In the Indian Ocean (IO), the annual and semiannual oscillations of the sea surface temperature (SST) contribute more than 80% of the total variance. It is known that the SST in the tropical IO has warmed at a rate of 0.15 °C/decade since 1979. However, such an estimate of the decadal trend of the annual and semiannual harmonics of SST remains unknown, despite being a strong component of the SST signal. Here we use a widely accepted data product (TropFlux) to quantify the annual and semiannual harmonics in the tropical IO for the first time.

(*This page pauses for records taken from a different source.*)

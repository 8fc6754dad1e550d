pub mod cli;
pub mod config;
pub mod elasticsearch;
pub mod error;
pub mod indices;
pub mod output;
pub mod pipeline;
pub mod progress;
pub mod retrieval;

use anyhow::Context;
use bytesize::ByteSize;

use crate::config::{ExportConfig, IndexSelection};
use crate::output::CsvSink;
use crate::pipeline::Pipeline;
use crate::retrieval::SearchFetcher;

pub async fn run() -> anyhow::Result<()> {
    use clap::Parser;

    let args = cli::Cli::parse();

    // Configure logger based on debug flag
    if args.debug {
        env_logger::Builder::from_default_env()
            .filter_level(log::LevelFilter::Debug)
            .init();
        log::debug!("Debug logging enabled");
    } else {
        env_logger::Builder::from_env(env_logger::Env::default().default_filter_or("info")).init();
    }

    // Enable colors if not in quiet mode
    if !args.quiet {
        console::set_colors_enabled(true);
    }

    let config = ExportConfig::from_cli(&args).context("Invalid configuration")?;
    log::info!(
        "Exporting '{}' matches on {} from {} into {}",
        config.query.keyword,
        config.query.match_field,
        config.backend.url,
        config.output_dir.display()
    );

    let client = elasticsearch::create_client(&config.backend)?;
    let fetcher = SearchFetcher::new(client, config.query.clone());
    let pipeline =
        Pipeline::new(fetcher, CsvSink::new(&config.output_dir)).with_progress(config.show_progress);

    let summary = match &config.selection {
        IndexSelection::Range { range, namespace } => pipeline.run_range(range, namespace).await,
        IndexSelection::Explicit(indices) => pipeline.run(indices).await,
    }
    .context("Export aborted")?;

    let elapsed = summary.elapsed;
    log::info!(
        "Export completed: {} indices, {} rows ({}) in {:.2?} ({:.0} rows/sec)",
        summary.indices.len(),
        summary.rows(),
        ByteSize(summary.bytes()),
        elapsed,
        summary.rows() as f64 / elapsed.as_secs_f64().max(1e-6)
    );

    Ok(())
}
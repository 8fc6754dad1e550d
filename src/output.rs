use csv::{Terminator, WriterBuilder};
use std::path::{Path, PathBuf};
use tokio::{
    fs as tokio_fs,
    io::{AsyncWriteExt, BufWriter as TokioBufWriter},
    task::JoinHandle,
};

use crate::error::{ExportError, Result};
use crate::retrieval::Record;

pub const CSV_HEADER: &str = "Log";

/// Outcome of one completed page write
#[derive(Debug, Clone, Copy, Default, PartialEq, Eq)]
pub struct WriteReceipt {
    pub rows: u64,
    pub bytes: u64,
}

/// Completion signal for a write running in the background
pub struct PendingWrite {
    path: PathBuf,
    handle: JoinHandle<Result<WriteReceipt>>,
}

impl PendingWrite {
    pub fn path(&self) -> &Path {
        &self.path
    }

    /// Wait for the write to land on disk
    pub async fn wait(self) -> Result<WriteReceipt> {
        match self.handle.await {
            Ok(result) => result,
            Err(e) => Err(ExportError::io(
                self.path,
                std::io::Error::other(format!("write task failed: {}", e)),
            )),
        }
    }
}

/// Writes pages of records to one `{index}.csv` per index
#[derive(Debug, Clone)]
pub struct CsvSink {
    output_dir: PathBuf,
}

impl CsvSink {
    pub fn new(output_dir: impl Into<PathBuf>) -> Self {
        Self {
            output_dir: output_dir.into(),
        }
    }

    pub fn path_for(&self, index: &str) -> PathBuf {
        self.output_dir.join(format!("{}.csv", index))
    }

    /// Create the output directory if it does not exist yet
    pub async fn prepare(&self) -> Result<()> {
        log::debug!("Ensuring output directory {}", self.output_dir.display());
        tokio_fs::create_dir_all(&self.output_dir)
            .await
            .map_err(|e| ExportError::io(&self.output_dir, e))
    }

    /// Start writing `records` in the background.
    ///
    /// `append = false` truncates the file and writes the header first;
    /// `append = true` adds rows to the existing file. Callers must wait on
    /// the previous write for an index before starting the next one.
    pub fn write(&self, index: &str, records: Vec<Record>, append: bool) -> PendingWrite {
        let path = self.path_for(index);
        let task_path = path.clone();
        let handle = tokio::spawn(async move { write_records(&task_path, &records, append).await });
        PendingWrite { path, handle }
    }
}

/// Write `records` to `path` and flush
pub async fn write_records(path: &Path, records: &[Record], append: bool) -> Result<WriteReceipt> {
    let mut open_options = tokio_fs::OpenOptions::new();
    open_options.create(true);
    if append {
        open_options.append(true);
    } else {
        open_options.write(true).truncate(true);
    }

    let file = open_options
        .open(path)
        .await
        .map_err(|e| ExportError::io(path, e))?;

    let buffer = encode_rows(records, !append).map_err(|e| ExportError::io(path, e))?;
    let mut writer = TokioBufWriter::new(file);
    writer
        .write_all(&buffer)
        .await
        .map_err(|e| ExportError::io(path, e))?;
    writer.flush().await.map_err(|e| ExportError::io(path, e))?;

    log::debug!(
        "Wrote {} rows ({} bytes) to {}",
        records.len(),
        buffer.len(),
        path.display()
    );
    Ok(WriteReceipt {
        rows: records.len() as u64,
        bytes: buffer.len() as u64,
    })
}

/// Serialise records as single-column CSV rows, optionally preceded by the header
pub fn encode_rows(records: &[Record], with_header: bool) -> std::io::Result<Vec<u8>> {
    let estimated_size = records.iter().map(|r| r.log.len() + 3).sum::<usize>() + 4;
    let mut writer = WriterBuilder::new()
        .terminator(Terminator::Any(b'\n'))
        .from_writer(Vec::with_capacity(estimated_size));

    if with_header {
        writer.write_record([CSV_HEADER])?;
    }
    for record in records {
        writer.write_record([record.log.as_str()])?;
    }
    writer.into_inner().map_err(|e| e.into_error())
}
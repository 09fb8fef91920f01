use std::path::Path;

use anyhow::Context as _;

use crate::foundation::{
    core::Canvas,
    error::{CurtainError, CurtainResult},
};

/// Rasterized frame.
#[derive(Clone, Debug)]
pub struct FrameRGBA {
    pub width: u32,
    pub height: u32,
    /// Premultiplied RGBA8, row-major, tightly packed.
    pub data: Vec<u8>,
}

impl FrameRGBA {
    /// Premultiplied pixel at `(x, y)`.
    ///
    /// # Panics
    ///
    /// Panics if `(x, y)` lies outside the frame.
    pub fn pixel(&self, x: u32, y: u32) -> [u8; 4] {
        assert!(
            x < self.width && y < self.height,
            "pixel ({x}, {y}) outside {}x{} frame",
            self.width,
            self.height
        );
        let i = ((y as usize) * (self.width as usize) + (x as usize)) * 4;
        [
            self.data[i],
            self.data[i + 1],
            self.data[i + 2],
            self.data[i + 3],
        ]
    }

    pub fn save_png(&self, path: &Path) -> CurtainResult<()> {
        if let Some(parent) = path.parent()
            && !parent.as_os_str().is_empty()
        {
            std::fs::create_dir_all(parent)
                .with_context(|| format!("create output dir '{}'", parent.display()))?;
        }
        image::save_buffer_with_format(
            path,
            &self.data,
            self.width,
            self.height,
            image::ColorType::Rgba8,
            image::ImageFormat::Png,
        )
        .with_context(|| format!("write png '{}'", path.display()))?;
        Ok(())
    }
}

/// Rasterize an SVG document onto a `canvas`-sized transparent pixmap.
pub fn rasterize_svg(svg: &str, canvas: Canvas) -> CurtainResult<FrameRGBA> {
    let opts = usvg::Options::default();
    let tree = usvg::Tree::from_str(svg, &opts).context("parse curtain svg")?;

    let mut pixmap = resvg::tiny_skia::Pixmap::new(canvas.width, canvas.height)
        .ok_or_else(|| CurtainError::render("failed to allocate curtain pixmap"))?;

    let sx = (canvas.width as f32) / tree.size().width();
    let sy = (canvas.height as f32) / tree.size().height();
    let xform = resvg::tiny_skia::Transform::from_scale(sx, sy);

    resvg::render(&tree, xform, &mut pixmap.as_mut());
    Ok(FrameRGBA {
        width: canvas.width,
        height: canvas.height,
        data: pixmap.take(),
    })
}

#[cfg(test)]
#[path = "../../tests/unit/surface/raster.rs"]
mod tests;
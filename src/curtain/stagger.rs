use crate::foundation::{
    error::{CurtainError, CurtainResult},
    math::Rng64,
};

/// Delay table used by the overlay and entrance variants.
pub const STABLE_DELAYS: [f64; 10] = [0.02, 0.05, 0.03, 0.06, 0.04, 0.07, 0.03, 0.05, 0.04, 0.02];

/// How per-point start delays are produced.
#[derive(Clone, Debug, PartialEq, serde::Serialize, serde::Deserialize)]
#[serde(tag = "policy", rename_all = "snake_case")]
pub enum StaggerPolicy {
    /// A fixed, hand-tuned table. The first N entries are used on every cycle.
    Table { delays: Vec<f64> },
    /// Each delay drawn uniformly from `[0, max_jitter)`, redrawn every cycle.
    Jitter { max_jitter: f64, seed: u64 },
}

impl Default for StaggerPolicy {
    fn default() -> Self {
        Self::Table {
            delays: STABLE_DELAYS.to_vec(),
        }
    }
}

impl StaggerPolicy {
    pub fn validate(&self, points: usize) -> CurtainResult<()> {
        match self {
            Self::Table { delays } => {
                if delays.len() < points {
                    return Err(CurtainError::validation(format!(
                        "stagger table has {} entries but the curtain has {points} points",
                        delays.len()
                    )));
                }
                if delays.iter().any(|d| !d.is_finite() || *d < 0.0) {
                    return Err(CurtainError::validation(
                        "stagger table entries must be finite and >= 0",
                    ));
                }
            }
            Self::Jitter { max_jitter, .. } => {
                if !max_jitter.is_finite() || *max_jitter < 0.0 {
                    return Err(CurtainError::validation(
                        "stagger max_jitter must be finite and >= 0",
                    ));
                }
            }
        }
        Ok(())
    }
}

/// Stateful delay generator for one curtain.
///
/// The jitter stream is seeded once and keeps advancing, so consecutive cycles get fresh delays
/// while a given seed still replays the same sequence of cycles.
#[derive(Clone, Debug)]
pub struct Stagger {
    policy: StaggerPolicy,
    rng: Rng64,
}

impl Stagger {
    pub fn new(policy: StaggerPolicy) -> Self {
        let seed = match &policy {
            StaggerPolicy::Jitter { seed, .. } => *seed,
            StaggerPolicy::Table { .. } => 0,
        };
        Self {
            policy,
            rng: Rng64::new(seed),
        }
    }

    pub fn policy(&self) -> &StaggerPolicy {
        &self.policy
    }

    /// `n` start delays in seconds, one per control point.
    pub fn compute_delays(&mut self, n: usize) -> Vec<f64> {
        match &self.policy {
            StaggerPolicy::Table { delays } => delays.iter().copied().take(n).collect(),
            StaggerPolicy::Jitter { max_jitter, .. } => jitter_delays(&mut self.rng, n, *max_jitter),
        }
    }
}

pub fn jitter_delays(rng: &mut Rng64, n: usize, max_jitter: f64) -> Vec<f64> {
    (0..n).map(|_| rng.next_f64_01() * max_jitter).collect()
}

/// Constant lag for one layer so the layers ripple one after the other.
pub fn per_layer_stagger(layer_index: usize, total_layers: usize, per_path_delay: f64) -> f64 {
    debug_assert!(layer_index < total_layers, "layer index out of range");
    (layer_index as f64) * per_path_delay
}

#[cfg(test)]
#[path = "../../tests/unit/curtain/stagger.rs"]
mod tests;
use std::fmt::Write as _;

use crate::{curtain::state::LAYERS, foundation::core::Canvas, surface::RenderSurface};

/// In-memory stand-in for an `<svg>` with two `<path>` children.
#[derive(Clone, Debug, PartialEq)]
pub struct SvgSurface {
    fills: [String; LAYERS],
    attached: [bool; LAYERS],
    paths: [Option<String>; LAYERS],
}

impl SvgSurface {
    /// Both layers attached.
    pub fn new(fills: [String; LAYERS]) -> Self {
        Self {
            fills,
            attached: [true; LAYERS],
            paths: Default::default(),
        }
    }

    /// No layer attached yet; writes are skipped until [`SvgSurface::attach`].
    pub fn detached(fills: [String; LAYERS]) -> Self {
        Self {
            attached: [false; LAYERS],
            ..Self::new(fills)
        }
    }

    /// Out-of-range layers are ignored.
    pub fn attach(&mut self, layer: usize) {
        if let Some(slot) = self.attached.get_mut(layer) {
            *slot = true;
        }
    }

    pub fn detach(&mut self, layer: usize) {
        if let Some(slot) = self.attached.get_mut(layer) {
            *slot = false;
        }
    }

    /// Last geometry written to `layer`. `None` for unwritten or out-of-range layers.
    pub fn path(&self, layer: usize) -> Option<&str> {
        self.paths.get(layer).and_then(Option::as_deref)
    }

    pub fn fills(&self) -> &[String; LAYERS] {
        &self.fills
    }

    /// Standalone SVG document sized to `canvas`, stretching the 0..100 view box.
    pub fn to_svg_document(&self, canvas: Canvas) -> String {
        let mut out = String::with_capacity(512);
        let _ = write!(
            out,
            r#"<svg xmlns="http://www.w3.org/2000/svg" width="{}" height="{}" viewBox="0 0 100 100" preserveAspectRatio="none">"#,
            canvas.width, canvas.height
        );
        for (d, fill) in self.paths.iter().zip(&self.fills) {
            if let Some(d) = d {
                let _ = write!(out, r#"<path d="{d}" fill="{fill}"/>"#);
            }
        }
        out.push_str("</svg>");
        out
    }
}

impl RenderSurface for SvgSurface {
    fn is_attached(&self, layer: usize) -> bool {
        self.attached.get(layer).copied().unwrap_or(false)
    }

    fn set_path(&mut self, layer: usize, d: &str) {
        let Some(path) = self.paths.get_mut(layer) else {
            return;
        };
        let slot = path.get_or_insert_with(String::new);
        slot.clear();
        slot.push_str(d);
    }
}

#[cfg(test)]
#[path = "../../tests/unit/surface/svg.rs"]
mod tests;
/// Lifecycle notifications from a [`Curtain`](crate::Curtain).
///
/// Each method fires at most once per transition. All default to no-ops.
pub trait CurtainHooks {
    /// The cover finished; the viewport is hidden and heavy content may mount.
    fn on_revealed(&mut self) {}
    /// A close was accepted; content must unmount before the reveal starts.
    fn on_unmount(&mut self) {}
    /// The reveal after a close finished; control returns to the caller.
    fn on_closed(&mut self) {}
    /// A round trip or entrance reveal finished.
    fn on_finished(&mut self) {}
}

/// No notifications.
#[derive(Clone, Copy, Debug, Default)]
pub struct NoHooks;

impl CurtainHooks for NoHooks {}

type Callback = Box<dyn FnMut()>;

/// Closure-backed hooks.
///
/// ```
/// use std::{cell::Cell, rc::Rc};
/// use wavecurtain::FnHooks;
///
/// let closed = Rc::new(Cell::new(false));
/// let flag = Rc::clone(&closed);
/// let hooks = FnHooks::new().on_closed(move || flag.set(true));
/// # let _ = hooks;
/// ```
#[derive(Default)]
pub struct FnHooks {
    revealed: Option<Callback>,
    unmount: Option<Callback>,
    closed: Option<Callback>,
    finished: Option<Callback>,
}

impl FnHooks {
    pub fn new() -> Self {
        Self::default()
    }

    pub fn on_revealed(mut self, f: impl FnMut() + 'static) -> Self {
        self.revealed = Some(Box::new(f));
        self
    }

    pub fn on_unmount(mut self, f: impl FnMut() + 'static) -> Self {
        self.unmount = Some(Box::new(f));
        self
    }

    pub fn on_closed(mut self, f: impl FnMut() + 'static) -> Self {
        self.closed = Some(Box::new(f));
        self
    }

    pub fn on_finished(mut self, f: impl FnMut() + 'static) -> Self {
        self.finished = Some(Box::new(f));
        self
    }
}

impl std::fmt::Debug for FnHooks {
    fn fmt(&self, f: &mut std::fmt::Formatter<'_>) -> std::fmt::Result {
        f.debug_struct("FnHooks")
            .field("revealed", &self.revealed.is_some())
            .field("unmount", &self.unmount.is_some())
            .field("closed", &self.closed.is_some())
            .field("finished", &self.finished.is_some())
            .finish()
    }
}

impl CurtainHooks for FnHooks {
    fn on_revealed(&mut self) {
        if let Some(f) = self.revealed.as_mut() {
            f();
        }
    }

    fn on_unmount(&mut self) {
        if let Some(f) = self.unmount.as_mut() {
            f();
        }
    }

    fn on_closed(&mut self) {
        if let Some(f) = self.closed.as_mut() {
            f();
        }
    }

    fn on_finished(&mut self) {
        if let Some(f) = self.finished.as_mut() {
            f();
        }
    }
}
use std::{cell::Cell, rc::Rc};

/// Document-level scroll lock shared by everything on one UI thread.
///
/// Holding is expressed by a [`ScrollGuard`]; the lock is released when the guard drops, so a
/// curtain torn down mid-transition (or unwound by a panicking hook) never leaves the page
/// frozen. Not reentrant: a second acquire while held yields an inert guard.
#[derive(Clone, Debug, Default)]
pub struct ScrollLock {
    held: Rc<Cell<bool>>,
}

impl ScrollLock {
    pub fn new() -> Self {
        Self::default()
    }

    pub fn is_locked(&self) -> bool {
        self.held.get()
    }

    pub fn acquire(&self) -> ScrollGuard {
        if self.held.replace(true) {
            tracing::warn!("scroll lock already held; nested curtains share one lock");
            return ScrollGuard { held: None };
        }
        tracing::debug!("scroll locked");
        ScrollGuard {
            held: Some(Rc::clone(&self.held)),
        }
    }
}

#[derive(Debug)]
#[must_use = "dropping the guard releases the scroll lock"]
pub struct ScrollGuard {
    held: Option<Rc<Cell<bool>>>,
}

impl ScrollGuard {
    /// Whether this guard owns the lock (false for a nested acquire).
    pub fn is_owner(&self) -> bool {
        self.held.is_some()
    }
}

impl Drop for ScrollGuard {
    fn drop(&mut self) {
        if let Some(held) = self.held.take() {
            held.set(false);
            tracing::debug!("scroll released");
        }
    }
}

#[cfg(test)]
#[path = "../../tests/unit/curtain/scroll.rs"]
mod tests;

The northern IO has a distinctly strong semiannual cycle (1–1.8 °C), which is showing an amplifying trend (∼ 0.04 °C/decade) since 1979. Furthermore, a damping trend in annual amplitude exists over much of the IO, except along the northwestern Bay of Bengal, the Seychelles-Chagos thermocline ridge, the Persian Gulf, and the Indonesian throughflow region. The estimated damping of the annual amplitude is highest over the Arabian Sea. In contrast, the southern tropical IO has a predominant annual cycle, the amplitude of which has weakened during 1979–2018. In the north IO, net air-sea heat flux and vertical processes show a dominant semiannual harmonic oscillation similar to SST. Additionally, the annual amplitude is influential over southern IO. Horizontal advection contributes significantly along the boundary-current regions and the western equatorial IO. Our analysis of combined annual and semiannual cycles shows significant warming in the tropical IO during October–November and cooling during July–August owing to the amplification of semiannual oscillation. These changes in the SST can influence air-sea interaction processes such as cyclogenesis and monsoon.